Away from all this is the need to galvanise the strongholds, especially Luo Nyanza, to register as voters and to come out and vote. While this population is unapologetically dedicated to Raila, voter turnout has remained poor. It sometimes just manages to rise above 50 percent, with even poorer voter registrations. The numbers must swell in both respects.
On the other hand, Ruto’s foremost challenge is to shake off the Lord of the Flies tag that Raila has given him. Each one of his competitors uses ‘the war against corruption’ as the entry and exit points. Team Ruto has been lethargic about this agenda. It is almost as if they have accepted it as their weak link and are ready to live with it. That stench is bad and harmful. They must face it squarely and fight it off. Whether it is about declaration of wealth and how it has been sourced, or denial, or mounting their own anti-corruption campaigns about corruption among their adversaries, or none of these, Team Ruto must address the question of corruption. When your adversaries paint you in the colours of a thief, they open up a major credibility gap. The electorate must fear for public property under your watch.
But Team Ruto must not just demonstrate that they are not corrupt.
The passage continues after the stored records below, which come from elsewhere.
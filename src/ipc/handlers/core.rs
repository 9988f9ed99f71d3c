use crate::ipc::error::{err, ok};
use crate::ipc::types::{AppState, Request};
use serde_json::json;
use std::path::PathBuf;

fn handle_health(state: &mut AppState, req: &Request) -> serde_json::Value {
    ok(
        &req.id,
        json!({
            "version": env!("CARGO_PKG_VERSION"),
            "workspacePath": state.workspace_display()
        }),
    )
}

fn handle_workspace_select(state: &mut AppState, req: &Request) -> serde_json::Value {
    let p = req
        .params
        .get("path")
        .and_then(|v| v.as_str())
        .filter(|s| !s.trim().is_empty())
        .map(PathBuf::from);
    let Some(path) = p else {
        return err(&req.id, "bad_params", "missing params.path", None);
    };

    match state.open_workspace(&path) {
        Ok(()) => {
            tracing::info!(workspace = %path.to_string_lossy(), "workspace opened");
            ok(&req.id, json!({ "workspacePath": state.workspace_display() }))
        }
        Err(e) => {
            tracing::warn!(workspace = %path.to_string_lossy(), error = %e, "workspace open failed");
            err(&req.id, "db_open_failed", format!("{e:#}"), None)
        }
    }
}

pub fn try_handle(state: &mut AppState, req: &Request) -> Option<serde_json::Value> {
    match req.method.as_str() {
        "health" => Some(handle_health(state, req)),
        "workspace.select" => Some(handle_workspace_select(state, req)),
        _ => None,
    }
}
mod backup;
mod calc;
mod db;
mod formula;
mod grading;
mod ipc;

use std::io::{self, BufRead, Write};
use std::time::Instant;

const LOG_ENV: &str = "ASSESSD_LOG";

// stdout carries the protocol, so logs go to stderr.
fn init_logging() {
    let filter = tracing_subscriber::EnvFilter::try_from_env(LOG_ENV)
        .unwrap_or_else(|_| tracing_subscriber::EnvFilter::new("assessd=info"));
    tracing_subscriber::fmt()
        .with_env_filter(filter)
        .with_writer(io::stderr)
        .with_ansi(false)
        .init();
}

fn main() {
    init_logging();
    tracing::info!(version = env!("CARGO_PKG_VERSION"), "assessd started");

    let mut state = ipc::AppState::default();

    let stdin = io::stdin();
    let mut stdout = io::stdout();

    for line in stdin.lock().lines() {
        let line = match line {
            Ok(v) => v,
            Err(e) => {
                tracing::warn!(error = %e, "stdin read failed");
                break;
            }
        };
        if line.trim().is_empty() {
            continue;
        }

        let resp = match serde_json::from_str::<ipc::Request>(&line) {
            Ok(req) => {
                let method = req.method.clone();
                let started = Instant::now();
                let resp = ipc::handle_request(&mut state, req);
                tracing::debug!(
                    method = %method,
                    ok = resp.get("ok").and_then(|v| v.as_bool()).unwrap_or(false),
                    elapsed_ms = started.elapsed().as_millis() as u64,
                    "request handled"
                );
                resp
            }
            Err(e) => {
                tracing::warn!(error = %e, "unparseable request line");
                ipc::err("", "bad_json", e.to_string(), None)
            }
        };

        let _ = writeln!(
            stdout,
            "{}",
            serde_json::to_string(&resp).unwrap_or_else(|_| "{\"ok\":false}".to_string())
        );
        let _ = stdout.flush();
    }

    tracing::info!("stdin closed, exiting");
}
They must take the war against corruption to the other camp. They will have to put the shoe on the other foot and wear out Team Raila and all its associates with fighting off the tag of corruption. In the process, Team Ruto will want to physically sap Raila out of energy. They will want to subject the ODM leader to a blitz of campaign rallies whose pace the ageing Raila will not sustain. In the process, Raila will possibly be made to look too old, tired, and out of tune with the times and irrelevant for the future.
War of attrition is indeed the most potent weapon in Ruto’s lap. He must act and let Raila and his troops react all the time. But he must also act with speed and spice, and do so repeatedly that his nemesis cannot keep pace with him. Team Ruto will possibly provoke Raila so that he looks angry and vindictive. They will possibly want him to look like a perennial election loser, who is getting ready to reject another election result – and to force his way into government.
Like Raila, Ruto must address the question of fear. The non-indigenes in Rift Valley need to be assured that they will be safe under his watch.